◆ **Your task**: The expected answer comprises all lines from the entries that contain the string "vessel".

◆ **Input material**:
-- -- --

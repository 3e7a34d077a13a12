//! Proximity pinger: a sonar-style beep that quickens and rises in pitch as
//! the vessel closes on the nearest open photo target.

use bathy_core::config::PingConfig;
use bathy_core::events::SimEvent;
use bathy_core::types::DVec2;
use bathy_helm::MissionTracker;

#[derive(Debug, Clone)]
pub struct ProximityPinger {
    smoothed_distance: f64,
    /// Last distance measured while moving; reused while idle.
    last_distance: f64,
    timer: f64,
    /// After a capture, report "far" until the vessel moves off or a new
    /// target becomes nearest.
    hold_far: bool,
    last_captured: Option<u32>,
}

impl ProximityPinger {
    pub fn new(config: &PingConfig) -> Self {
        Self {
            smoothed_distance: config.far_distance,
            last_distance: config.far_distance,
            timer: 0.0,
            hold_far: false,
            last_captured: None,
        }
    }

    /// Reset to the far reading after target `target_id` was photographed.
    pub fn on_capture(&mut self, target_id: u32, config: &PingConfig) {
        self.smoothed_distance = config.far_distance;
        self.last_distance = config.far_distance;
        self.timer = 0.0;
        self.hold_far = true;
        self.last_captured = Some(target_id);
    }

    pub fn smoothed_distance(&self) -> f64 {
        self.smoothed_distance
    }

    pub fn is_holding_far(&self) -> bool {
        self.hold_far
    }
}

/// Cue parameters for a smoothed distance: `(interval_secs, pitch)`.
pub fn cue(distance: f64, config: &PingConfig) -> (f64, f64) {
    let t = inverse_lerp(config.near_distance, config.far_distance, distance).clamp(0.0, 1.0);
    let interval = lerp(config.interval_near, config.interval_far, t).max(config.min_interval);
    let pitch = lerp(config.pitch_near, config.pitch_far, t);
    (interval, pitch)
}

/// Update the pinger and emit any pings that came due this tick.
pub fn run(
    pinger: &mut ProximityPinger,
    mission: &MissionTracker,
    position: DVec2,
    speed: f64,
    config: &PingConfig,
    dt: f64,
    events: &mut Vec<SimEvent>,
) {
    let Some((nearest_id, raw)) = mission.nearest_open_target(position) else {
        return;
    };

    let distance = if pinger.hold_far {
        let moved_off = raw > config.near_distance * 2.0;
        let new_target = pinger.last_captured != Some(nearest_id);
        if moved_off || new_target {
            pinger.hold_far = false;
        }
        config.far_distance
    } else if speed.abs() < config.idle_speed_threshold {
        pinger.last_distance
    } else {
        pinger.last_distance = raw;
        raw
    };

    if pinger.hold_far {
        pinger.smoothed_distance = config.far_distance;
    } else {
        let k = (dt * config.smooth_speed.max(0.01)).clamp(0.0, 1.0);
        pinger.smoothed_distance = lerp(pinger.smoothed_distance, distance, k);
    }

    let (interval, pitch) = cue(pinger.smoothed_distance, config);
    pinger.timer += dt;
    while pinger.timer >= interval {
        pinger.timer -= interval;
        events.push(SimEvent::ProximityPing {
            pitch,
            distance: pinger.smoothed_distance,
        });
    }
}

fn lerp(a: f64, b: f64, t: f64) -> f64 {
    a + (b - a) * t
}

fn inverse_lerp(a: f64, b: f64, v: f64) -> f64 {
    if a == b {
        0.0
    } else {
        (v - a) / (b - a)
    }
}
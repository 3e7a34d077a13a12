//! Outbound event delivery.
//!
//! Observers are called synchronously at the end of every tick, once per
//! event, in emission order.

use std::sync::mpsc::Sender;

use log::debug;

use bathy_core::enums::FeedbackSeverity;
use bathy_core::events::SimEvent;
use bathy_core::types::DVec2;

/// Receives simulation events. Every method has an empty default, so an
/// observer overrides only what it cares about.
pub trait DiveObserver {
    fn on_blocked_feedback(&mut self, _severity: FeedbackSeverity) {}

    fn on_target_captured(&mut self, _target_id: u32, _coordinates: DVec2) {}

    fn on_mission_failed(&mut self, _fail_count: u32, _max_fails: u32) {}

    fn on_mission_won(&mut self) {}

    /// Called for every event, after the specific callback (if any).
    fn on_event(&mut self, _event: &SimEvent) {}
}

/// Route one event to the matching callback, then to `on_event`.
pub fn dispatch(observer: &mut dyn DiveObserver, event: &SimEvent) {
    match *event {
        SimEvent::BlockedFeedback { severity } => observer.on_blocked_feedback(severity),
        SimEvent::TargetCaptured {
            target_id,
            coordinates,
        } => observer.on_target_captured(target_id, coordinates),
        SimEvent::MissionFailed {
            fail_count,
            max_fails,
        } => observer.on_mission_failed(fail_count, max_fails),
        SimEvent::MissionWon => observer.on_mission_won(),
        _ => {}
    }
    observer.on_event(event);
}

/// Forwards every event down a channel, for hosts that consume them on
/// another thread.
impl DiveObserver for Sender<SimEvent> {
    fn on_event(&mut self, event: &SimEvent) {
        if self.send(event.clone()).is_err() {
            debug!("event receiver dropped");
        }
    }
}
//! Simulation engine for Bathy.
//!
//! Owns the hecs world of obstacles and sonar blips, drives the helm models
//! from `bathy-helm` at a fixed tick rate, and produces `DiveSnapshot`s for
//! the host.

pub mod chart;
pub mod engine;
pub mod geometry;
pub mod observer;
pub mod systems;
pub mod world_setup;

pub use bathy_core as core;
pub use engine::DiveEngine;
pub use observer::DiveObserver;
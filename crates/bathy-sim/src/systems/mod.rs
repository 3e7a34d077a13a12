//! Systems that run on the dive each active tick.
//!
//! Systems are plain functions over the hecs world and the state they are
//! handed. They own nothing; persistent state lives in components or in the
//! small state structs the engine keeps.

pub mod cleanup;
pub mod collision;
pub mod ping;
pub mod snapshot;
pub mod sonar;
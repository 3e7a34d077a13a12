//! Enumeration types used throughout the simulation.

use std::fmt;
use std::str::FromStr;

use serde::{Deserialize, Serialize};

use crate::error::CommandError;

/// Directional helm input.
#[derive(Debug, Clone, Copy, PartialEq, Eq, PartialOrd, Ord, Hash, Serialize, Deserialize)]
pub enum Direction {
    Forward,
    Backward,
    Left,
    Right,
}

impl Direction {
    /// All directions in the order held controls are applied each tick.
    pub const ALL: [Direction; 4] = [
        Direction::Forward,
        Direction::Backward,
        Direction::Left,
        Direction::Right,
    ];

    /// Whether this direction displaces the vessel sideways.
    pub fn is_lateral(self) -> bool {
        matches!(self, Direction::Left | Direction::Right)
    }
}

impl fmt::Display for Direction {
    fn fmt(&self, f: &mut fmt::Formatter<'_>) -> fmt::Result {
        let token = match self {
            Direction::Forward => "Forward",
            Direction::Backward => "Backward",
            Direction::Left => "Left",
            Direction::Right => "Right",
        };
        f.write_str(token)
    }
}

impl FromStr for Direction {
    type Err = CommandError;

    /// Parse a control token as wired on the helm panel buttons.
    fn from_str(s: &str) -> Result<Self, Self::Err> {
        match s {
            "Forward" => Ok(Direction::Forward),
            "Backward" => Ok(Direction::Backward),
            "Left" => Ok(Direction::Left),
            "Right" => Ok(Direction::Right),
            other => Err(CommandError::InvalidDirection(other.to_string())),
        }
    }
}

/// How the stop lever brings the vessel to rest.
#[derive(Debug, Clone, Copy, Default, PartialEq, Eq, Serialize, Deserialize)]
pub enum StopMode {
    /// Speed drops to zero immediately.
    #[default]
    Emergency,
    /// Speed ramps down at the brake deceleration.
    Gradual,
}

/// Why a directional command was not applied.
#[derive(Debug, Clone, Copy, PartialEq, Eq, Serialize, Deserialize)]
pub enum RejectReason {
    /// Controls are locked (stop lever engaged).
    Locked,
    /// A brake ramp is in progress.
    Braking,
    /// The move heads into the current contact.
    Blocked,
    /// The lateral destination overlaps a static obstacle.
    Occupied,
}

/// Intensity of the jolt fed back to the presentation layer.
#[derive(Debug, Clone, Copy, PartialEq, Eq, PartialOrd, Ord, Serialize, Deserialize)]
pub enum FeedbackSeverity {
    /// Lateral input swallowed by the brake ramp.
    Bump,
    /// Helm command vetoed by a contact or obstacle.
    Blocked,
    /// The hull struck something and lost its way.
    Impact,
}

/// Mission outcome. `Failed` and `Won` are absorbing.
#[derive(Debug, Clone, Copy, Default, PartialEq, Eq, Serialize, Deserialize)]
pub enum MissionOutcome {
    #[default]
    InProgress,
    Failed,
    Won,
}

impl MissionOutcome {
    pub fn is_terminal(self) -> bool {
        !matches!(self, MissionOutcome::InProgress)
    }
}

/// Result of a capture attempt.
#[derive(Debug, Clone, Copy, PartialEq, Eq, Serialize, Deserialize)]
pub enum CaptureResult {
    Hit(u32),
    Miss,
}

/// Obstacle category, carried for display.
#[derive(Debug, Clone, Copy, Default, PartialEq, Eq, Serialize, Deserialize)]
pub enum ObstacleKind {
    #[default]
    Wall,
    Rock,
    Wreck,
    Other,
}

/// Game phase (top-level state).
#[derive(Debug, Clone, Copy, Default, PartialEq, Eq, Serialize, Deserialize)]
pub enum GamePhase {
    #[default]
    Briefing,
    Active,
    Paused,
    Debrief,
}

/// How a dive ended.
#[derive(Debug, Clone, Copy, PartialEq, Eq, Serialize, Deserialize)]
pub enum DiveResult {
    /// Every target photographed.
    Won,
    /// Too many wrong photos.
    Failed,
    /// Hull integrity reached zero.
    HullLost,
}
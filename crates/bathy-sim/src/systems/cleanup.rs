//! Cleanup system: ages sonar blips and removes the faded ones.

use hecs::{Entity, World};

use bathy_core::components::SonarBlip;

/// Decay every blip by `dt` and despawn those that ran out.
/// Uses a pre-allocated buffer to avoid per-tick allocation.
pub fn run(world: &mut World, despawn_buffer: &mut Vec<Entity>, dt: f64) {
    despawn_buffer.clear();

    for (entity, blip) in world.query_mut::<&mut SonarBlip>() {
        blip.remaining_secs -= dt;
        if blip.remaining_secs <= 0.0 {
            despawn_buffer.push(entity);
        }
    }

    for entity in despawn_buffer.drain(..) {
        let _ = world.despawn(entity);
    }
}

/// Remove every blip, e.g. when the dive restarts.
pub fn clear_blips(world: &mut World, despawn_buffer: &mut Vec<Entity>) {
    despawn_buffer.clear();
    despawn_buffer.extend(world.query_mut::<&SonarBlip>().into_iter().map(|(e, _)| e));
    for entity in despawn_buffer.drain(..) {
        let _ = world.despawn(entity);
    }
}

-- -- --

◆ **Exercise output**:
//! the vessel closes on the nearest open photo target.
    /// After a capture, report "far" until the vessel moves off or a new
    /// Whether this direction displaces the vessel sideways.
/// How the stop lever brings the vessel to rest.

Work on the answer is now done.